On 2 Apr 2022, at 6:23 PM, Jeroen Massar via NANOG <nanog@nanog.org> wrote:
> There are a lot of bits and bobs that one has to get right for mail to flow, 
> amongst which:
> 
> - IP -> PTR lookup -> that hostname lookup, and match to IP again
>   (https://en.wikipedia.org/wiki/Forward-confirmed_reverse_DNS)
> - SPF
> - DKIM
> - DMARC
> - ARC (for mailinglists)
> - SRS (When forwarding, rewrite the From and resign DKIM, and then ARC-sign 
> that)
> - Decent TLS
> - MTA-STS

Jeroen - 

It is indeed amazing how many protocols we can spin up to address the same 
underlying problem, time and time again...  

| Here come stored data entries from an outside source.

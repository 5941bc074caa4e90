//! Output formatting and styling.
//!
//! Every user-facing line of the organizer and the command-line front end goes
//! through `OutputFormatter`, so colors and symbols stay consistent.

use colored::*;
use indicatif::{ProgressBar, ProgressStyle};
use std::collections::HashMap;

/// Colored console output for organizer runs.
pub struct OutputFormatter;

impl OutputFormatter {
    /// Prints a success message in green with a checkmark.
    ///
    /// # Arguments
    ///
    /// * `message` - The message to display
    ///
    /// # Example
    ///
    /// ```no_run
    /// use nametidy::output::OutputFormatter;
    /// OutputFormatter::success("Moved: a.txt -> Reports/a.txt");
    /// ```
    pub fn success(message: &str) {
        println!("{} {}", "✓".green(), message);
    }

    /// Prints an error message in red with an X mark to stderr.
    ///
    /// # Arguments
    ///
    /// * `message` - The message to display
    ///
    /// # Example
    ///
    /// ```no_run
    /// use nametidy::output::OutputFormatter;
    /// OutputFormatter::error("Could not move report.txt");
    /// ```
    pub fn error(message: &str) {
        eprintln!("{} {}", "✗".red(), message);
    }

    /// Prints a warning message in yellow with a warning symbol.
    ///
    /// # Arguments
    ///
    /// * `message` - The message to display
    ///
    /// # Example
    ///
    /// ```no_run
    /// use nametidy::output::OutputFormatter;
    /// OutputFormatter::warning("Some patterns could not be organized");
    /// ```
    pub fn warning(message: &str) {
        println!("{} {}", "⚠".yellow(), message);
    }

    /// Prints an info message in cyan.
    ///
    /// # Arguments
    ///
    /// * `message` - The message to display
    ///
    /// # Example
    ///
    /// ```no_run
    /// use nametidy::output::OutputFormatter;
    /// OutputFormatter::info("Organizing contents of: /home/user/Documents");
    /// ```
    pub fn info(message: &str) {
        println!("{}", message.cyan());
    }

    /// Prints a message without styling.
    pub fn plain(message: &str) {
        println!("{}", message);
    }

    /// Prints a bold heading preceded by a blank line.
    ///
    /// # Arguments
    ///
    /// * `header` - The heading text
    ///
    /// # Example
    ///
    /// ```no_run
    /// use nametidy::output::OutputFormatter;
    /// OutputFormatter::header("Summary");
    /// ```
    pub fn header(header: &str) {
        println!("\n{}", header.bold());
    }

    /// Creates a progress bar over `total` matched files.
    ///
    /// Nothing is drawn when stderr is not a terminal.
    ///
    /// # Arguments
    ///
    /// * `total` - Number of files the bar counts up to
    ///
    /// # Example
    ///
    /// ```no_run
    /// use nametidy::output::OutputFormatter;
    /// let pb = OutputFormatter::create_progress_bar(3);
    /// pb.inc(1);
    /// pb.finish_and_clear();
    /// ```
    pub fn create_progress_bar(total: u64) -> ProgressBar {
        let pb = ProgressBar::new(total);
        pb.set_style(
            ProgressStyle::default_bar()
                .template("{spinner:.cyan} [{bar:40.cyan/blue}] {pos}/{len} {msg}")
                .expect("Invalid progress bar template")
                .progress_chars("█▓░"),
        );
        pb
    }

    /// Prints moved-file counts per pattern, sorted by pattern, with a total row.
    ///
    /// # Arguments
    ///
    /// * `pattern_counts` - Files moved per pattern
    /// * `total_files` - Sum over all patterns
    ///
    /// # Example
    ///
    /// ```no_run
    /// use nametidy::output::OutputFormatter;
    /// use std::collections::HashMap;
    ///
    /// let mut counts = HashMap::new();
    /// counts.insert("report".to_string(), 2);
    /// counts.insert("lecture".to_string(), 5);
    /// OutputFormatter::summary_table(&counts, 7);
    /// ```
    pub fn summary_table(pattern_counts: &HashMap<String, usize>, total_files: usize) {
        Self::header("SUMMARY");

        let mut patterns: Vec<_> = pattern_counts.iter().collect();
        patterns.sort_by_key(|&(name, _)| name);

        let max_pattern_len = patterns
            .iter()
            .map(|(name, _)| name.chars().count())
            .max()
            .unwrap_or(0)
            .max(7); // "Pattern"

        println!(
            "{:<width$} | {}",
            "Pattern".bold(),
            "Moved".bold(),
            width = max_pattern_len
        );
        println!("{}", "-".repeat(max_pattern_len + 10));

        for (pattern, count) in &patterns {
            println!(
                "{:<width$} | {} {}",
                pattern,
                count.to_string().green(),
                file_word(**count),
                width = max_pattern_len
            );
        }

        println!("{}", "-".repeat(max_pattern_len + 10));
        println!(
            "{:<width$} | {} {}",
            "Total".bold(),
            total_files.to_string().green().bold(),
            file_word(total_files),
            width = max_pattern_len
        );
    }

    /// Prints a message with a yellow `[DRY RUN]` prefix.
    ///
    /// # Arguments
    ///
    /// * `message` - The message to display
    ///
    /// # Example
    ///
    /// ```no_run
    /// use nametidy::output::OutputFormatter;
    /// OutputFormatter::dry_run_notice("Dry run complete. No files were modified.");
    /// ```
    pub fn dry_run_notice(message: &str) {
        println!("{}", format!("[DRY RUN] {}", message).yellow());
    }
}

fn file_word(count: usize) -> &'static str {
    if count == 1 { "file" } else { "files" }
}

If anyone can anonymously join the mail-sending club and send some email [until 
bad reputation precludes such], and achieving bad reputation results has no 
real-world implications, and a new network persona (e.g. domain name) is always 
available, then the problem could be considered intractable by initial 
conditions – and no amount of anti-spam protocols (no matter how brilliantly 
designed and engineered) should be expected to durably address the problem. 

(It might, however, be interesting to do a regression analysis on the spam 
mitigation protocol introduction dates – it’d be interesting to know if the 
expected number protocols that will need proper setup in 10, 20, 40 years…!) 

<chuckle> 
/John

Disclaimer(s):  my views alone.  This email composed of 100% recycled 
electrons.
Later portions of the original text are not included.